• **Exercise objective**
Which of the lines in the records below hold the string "escaped"? Copy every one of them.
────
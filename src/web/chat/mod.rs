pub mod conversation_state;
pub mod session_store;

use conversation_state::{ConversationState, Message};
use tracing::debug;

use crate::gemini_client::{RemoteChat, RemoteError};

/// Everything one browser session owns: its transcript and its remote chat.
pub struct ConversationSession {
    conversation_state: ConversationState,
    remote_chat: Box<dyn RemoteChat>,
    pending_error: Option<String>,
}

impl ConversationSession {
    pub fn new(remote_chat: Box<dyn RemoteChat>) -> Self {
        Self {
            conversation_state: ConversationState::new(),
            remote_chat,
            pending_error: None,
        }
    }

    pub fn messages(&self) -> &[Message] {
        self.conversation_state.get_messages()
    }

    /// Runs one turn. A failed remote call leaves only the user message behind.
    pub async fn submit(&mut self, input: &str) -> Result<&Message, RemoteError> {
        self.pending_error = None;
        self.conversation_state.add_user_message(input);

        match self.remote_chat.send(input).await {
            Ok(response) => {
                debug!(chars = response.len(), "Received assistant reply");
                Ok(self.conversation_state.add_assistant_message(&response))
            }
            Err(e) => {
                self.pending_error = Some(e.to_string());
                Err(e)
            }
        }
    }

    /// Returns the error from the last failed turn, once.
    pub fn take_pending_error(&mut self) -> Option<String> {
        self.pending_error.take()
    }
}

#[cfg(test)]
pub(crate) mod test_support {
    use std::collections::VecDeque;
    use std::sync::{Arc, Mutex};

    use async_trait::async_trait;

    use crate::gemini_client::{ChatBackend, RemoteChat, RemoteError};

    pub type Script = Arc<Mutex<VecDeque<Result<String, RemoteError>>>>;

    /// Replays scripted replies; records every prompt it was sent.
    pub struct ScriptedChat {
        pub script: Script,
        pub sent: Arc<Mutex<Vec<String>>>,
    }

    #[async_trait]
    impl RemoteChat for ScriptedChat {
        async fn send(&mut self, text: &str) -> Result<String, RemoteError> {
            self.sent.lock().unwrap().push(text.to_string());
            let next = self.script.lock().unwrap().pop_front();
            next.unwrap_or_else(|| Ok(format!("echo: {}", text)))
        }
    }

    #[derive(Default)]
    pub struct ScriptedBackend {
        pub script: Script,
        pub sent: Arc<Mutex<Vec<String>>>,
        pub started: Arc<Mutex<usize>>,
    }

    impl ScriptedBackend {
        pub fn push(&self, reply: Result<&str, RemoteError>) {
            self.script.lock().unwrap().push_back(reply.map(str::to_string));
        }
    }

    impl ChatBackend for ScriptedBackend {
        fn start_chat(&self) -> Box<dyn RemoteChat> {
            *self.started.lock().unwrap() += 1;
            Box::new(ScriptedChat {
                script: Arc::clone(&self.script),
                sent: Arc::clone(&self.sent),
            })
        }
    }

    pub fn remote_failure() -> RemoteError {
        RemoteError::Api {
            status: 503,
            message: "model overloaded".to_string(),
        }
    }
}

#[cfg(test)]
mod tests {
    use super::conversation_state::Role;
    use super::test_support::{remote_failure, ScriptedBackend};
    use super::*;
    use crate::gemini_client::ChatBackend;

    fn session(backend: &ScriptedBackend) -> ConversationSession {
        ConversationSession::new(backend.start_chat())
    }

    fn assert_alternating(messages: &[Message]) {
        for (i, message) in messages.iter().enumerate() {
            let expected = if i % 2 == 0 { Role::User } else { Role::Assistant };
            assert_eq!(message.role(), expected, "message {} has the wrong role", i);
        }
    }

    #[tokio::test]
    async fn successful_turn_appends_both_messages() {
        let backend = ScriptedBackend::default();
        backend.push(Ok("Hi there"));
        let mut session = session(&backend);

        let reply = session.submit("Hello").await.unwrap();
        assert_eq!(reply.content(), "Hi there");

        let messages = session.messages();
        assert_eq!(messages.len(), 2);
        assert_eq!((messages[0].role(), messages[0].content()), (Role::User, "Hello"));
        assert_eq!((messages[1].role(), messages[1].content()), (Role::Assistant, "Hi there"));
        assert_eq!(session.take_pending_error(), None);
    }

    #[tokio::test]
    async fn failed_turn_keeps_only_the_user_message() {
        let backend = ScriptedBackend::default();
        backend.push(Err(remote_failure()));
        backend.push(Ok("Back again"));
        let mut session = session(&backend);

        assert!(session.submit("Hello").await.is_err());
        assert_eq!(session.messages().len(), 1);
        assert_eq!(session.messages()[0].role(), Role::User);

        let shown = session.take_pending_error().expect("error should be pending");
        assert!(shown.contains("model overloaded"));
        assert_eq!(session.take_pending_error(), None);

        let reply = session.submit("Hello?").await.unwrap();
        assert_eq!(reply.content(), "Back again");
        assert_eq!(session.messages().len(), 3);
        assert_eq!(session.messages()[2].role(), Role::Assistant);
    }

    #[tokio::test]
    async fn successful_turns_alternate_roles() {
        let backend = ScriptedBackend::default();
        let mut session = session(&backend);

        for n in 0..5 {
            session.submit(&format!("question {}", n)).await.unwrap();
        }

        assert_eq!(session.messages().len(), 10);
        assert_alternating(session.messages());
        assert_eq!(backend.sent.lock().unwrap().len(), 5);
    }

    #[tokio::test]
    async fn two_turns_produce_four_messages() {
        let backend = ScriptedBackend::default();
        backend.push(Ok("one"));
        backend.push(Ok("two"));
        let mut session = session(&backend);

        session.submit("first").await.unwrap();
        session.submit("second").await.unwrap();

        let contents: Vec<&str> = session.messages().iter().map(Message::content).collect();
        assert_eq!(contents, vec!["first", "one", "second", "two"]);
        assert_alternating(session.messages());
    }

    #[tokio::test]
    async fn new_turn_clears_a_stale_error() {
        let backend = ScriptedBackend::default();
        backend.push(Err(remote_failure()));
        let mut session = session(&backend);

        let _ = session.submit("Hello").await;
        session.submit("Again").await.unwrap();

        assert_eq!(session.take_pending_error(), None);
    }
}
────
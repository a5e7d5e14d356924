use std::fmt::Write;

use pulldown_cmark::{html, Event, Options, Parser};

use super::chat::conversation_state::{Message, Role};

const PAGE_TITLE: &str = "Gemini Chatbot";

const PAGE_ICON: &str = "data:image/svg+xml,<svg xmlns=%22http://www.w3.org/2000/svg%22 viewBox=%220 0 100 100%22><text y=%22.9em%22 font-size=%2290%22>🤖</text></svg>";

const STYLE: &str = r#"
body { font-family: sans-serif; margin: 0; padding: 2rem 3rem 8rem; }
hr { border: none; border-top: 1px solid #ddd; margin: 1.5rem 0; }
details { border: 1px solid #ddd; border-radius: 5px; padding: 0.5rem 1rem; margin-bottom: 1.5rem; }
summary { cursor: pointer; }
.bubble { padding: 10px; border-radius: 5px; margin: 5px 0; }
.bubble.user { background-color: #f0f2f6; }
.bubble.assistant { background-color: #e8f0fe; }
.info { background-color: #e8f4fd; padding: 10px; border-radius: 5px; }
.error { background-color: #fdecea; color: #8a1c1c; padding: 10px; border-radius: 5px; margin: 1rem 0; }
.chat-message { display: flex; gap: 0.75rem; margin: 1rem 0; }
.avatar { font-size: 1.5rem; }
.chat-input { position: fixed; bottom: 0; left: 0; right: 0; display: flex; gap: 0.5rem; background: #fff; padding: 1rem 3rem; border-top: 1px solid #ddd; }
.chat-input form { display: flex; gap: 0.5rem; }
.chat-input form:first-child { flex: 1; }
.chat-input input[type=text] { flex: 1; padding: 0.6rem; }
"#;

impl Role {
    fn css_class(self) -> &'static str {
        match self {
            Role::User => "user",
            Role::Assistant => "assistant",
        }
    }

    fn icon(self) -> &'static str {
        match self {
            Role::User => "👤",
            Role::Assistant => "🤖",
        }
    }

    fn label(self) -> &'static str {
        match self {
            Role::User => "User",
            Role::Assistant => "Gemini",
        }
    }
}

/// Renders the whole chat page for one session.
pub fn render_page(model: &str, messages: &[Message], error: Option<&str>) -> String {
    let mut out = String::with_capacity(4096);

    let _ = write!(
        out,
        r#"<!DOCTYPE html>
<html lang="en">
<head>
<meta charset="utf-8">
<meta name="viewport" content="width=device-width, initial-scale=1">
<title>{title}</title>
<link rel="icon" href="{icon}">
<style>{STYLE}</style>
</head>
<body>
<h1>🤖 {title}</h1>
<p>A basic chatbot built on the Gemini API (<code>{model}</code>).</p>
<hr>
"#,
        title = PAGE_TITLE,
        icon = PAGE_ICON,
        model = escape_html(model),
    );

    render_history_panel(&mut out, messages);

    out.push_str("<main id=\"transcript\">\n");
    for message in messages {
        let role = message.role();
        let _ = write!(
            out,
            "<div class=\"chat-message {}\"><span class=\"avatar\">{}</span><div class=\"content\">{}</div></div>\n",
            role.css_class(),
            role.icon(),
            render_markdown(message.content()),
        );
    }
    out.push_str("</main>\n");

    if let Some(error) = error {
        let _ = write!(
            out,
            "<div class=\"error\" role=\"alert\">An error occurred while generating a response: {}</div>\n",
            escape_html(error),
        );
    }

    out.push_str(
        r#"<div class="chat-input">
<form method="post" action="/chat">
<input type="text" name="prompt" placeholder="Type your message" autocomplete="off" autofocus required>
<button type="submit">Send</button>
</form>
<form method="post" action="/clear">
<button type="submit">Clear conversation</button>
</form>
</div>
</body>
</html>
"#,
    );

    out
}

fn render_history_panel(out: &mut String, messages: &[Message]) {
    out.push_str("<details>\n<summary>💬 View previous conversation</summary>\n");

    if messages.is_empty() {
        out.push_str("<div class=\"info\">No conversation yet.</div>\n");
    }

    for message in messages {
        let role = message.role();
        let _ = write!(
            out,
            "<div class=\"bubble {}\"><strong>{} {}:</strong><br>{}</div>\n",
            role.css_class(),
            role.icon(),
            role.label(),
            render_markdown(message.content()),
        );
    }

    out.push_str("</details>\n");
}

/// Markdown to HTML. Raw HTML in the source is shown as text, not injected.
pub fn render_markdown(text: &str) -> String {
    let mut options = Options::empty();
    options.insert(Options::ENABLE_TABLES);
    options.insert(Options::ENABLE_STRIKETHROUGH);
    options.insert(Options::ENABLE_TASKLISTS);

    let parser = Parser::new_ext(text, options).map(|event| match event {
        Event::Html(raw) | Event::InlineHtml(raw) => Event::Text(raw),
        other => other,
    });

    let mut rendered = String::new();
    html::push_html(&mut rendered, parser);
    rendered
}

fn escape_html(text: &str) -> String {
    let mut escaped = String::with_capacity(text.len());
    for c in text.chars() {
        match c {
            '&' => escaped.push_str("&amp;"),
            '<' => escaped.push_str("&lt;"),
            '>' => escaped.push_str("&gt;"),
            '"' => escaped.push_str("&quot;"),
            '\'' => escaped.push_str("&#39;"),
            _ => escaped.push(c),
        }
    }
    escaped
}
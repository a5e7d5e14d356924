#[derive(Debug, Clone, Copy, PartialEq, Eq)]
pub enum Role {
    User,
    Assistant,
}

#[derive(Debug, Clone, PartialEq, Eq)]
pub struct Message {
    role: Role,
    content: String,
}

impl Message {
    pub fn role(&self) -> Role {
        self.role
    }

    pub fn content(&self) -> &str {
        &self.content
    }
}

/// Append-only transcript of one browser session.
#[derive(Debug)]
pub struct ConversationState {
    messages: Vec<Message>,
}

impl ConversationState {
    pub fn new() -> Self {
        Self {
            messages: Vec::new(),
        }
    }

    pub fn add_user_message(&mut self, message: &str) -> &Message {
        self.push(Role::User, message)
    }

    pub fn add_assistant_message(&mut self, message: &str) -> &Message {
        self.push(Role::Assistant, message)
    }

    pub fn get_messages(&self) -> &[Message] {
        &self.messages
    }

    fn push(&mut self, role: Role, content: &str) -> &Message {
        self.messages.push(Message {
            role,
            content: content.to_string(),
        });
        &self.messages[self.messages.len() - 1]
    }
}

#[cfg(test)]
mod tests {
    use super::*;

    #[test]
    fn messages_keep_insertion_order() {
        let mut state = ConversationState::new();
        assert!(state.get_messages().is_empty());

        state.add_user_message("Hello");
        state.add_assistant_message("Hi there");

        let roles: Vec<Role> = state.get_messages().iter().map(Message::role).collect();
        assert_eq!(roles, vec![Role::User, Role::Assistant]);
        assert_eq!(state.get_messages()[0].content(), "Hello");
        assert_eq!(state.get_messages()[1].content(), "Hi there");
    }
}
────
• **Expected output**
    let mut escaped = String::with_capacity(text.len());
            '&' => escaped.push_str("&amp;"),
            '<' => escaped.push_str("&lt;"),
            '>' => escaped.push_str("&gt;"),
            '"' => escaped.push_str("&quot;"),
            '\'' => escaped.push_str("&#39;"),
            _ => escaped.push(c),
    escaped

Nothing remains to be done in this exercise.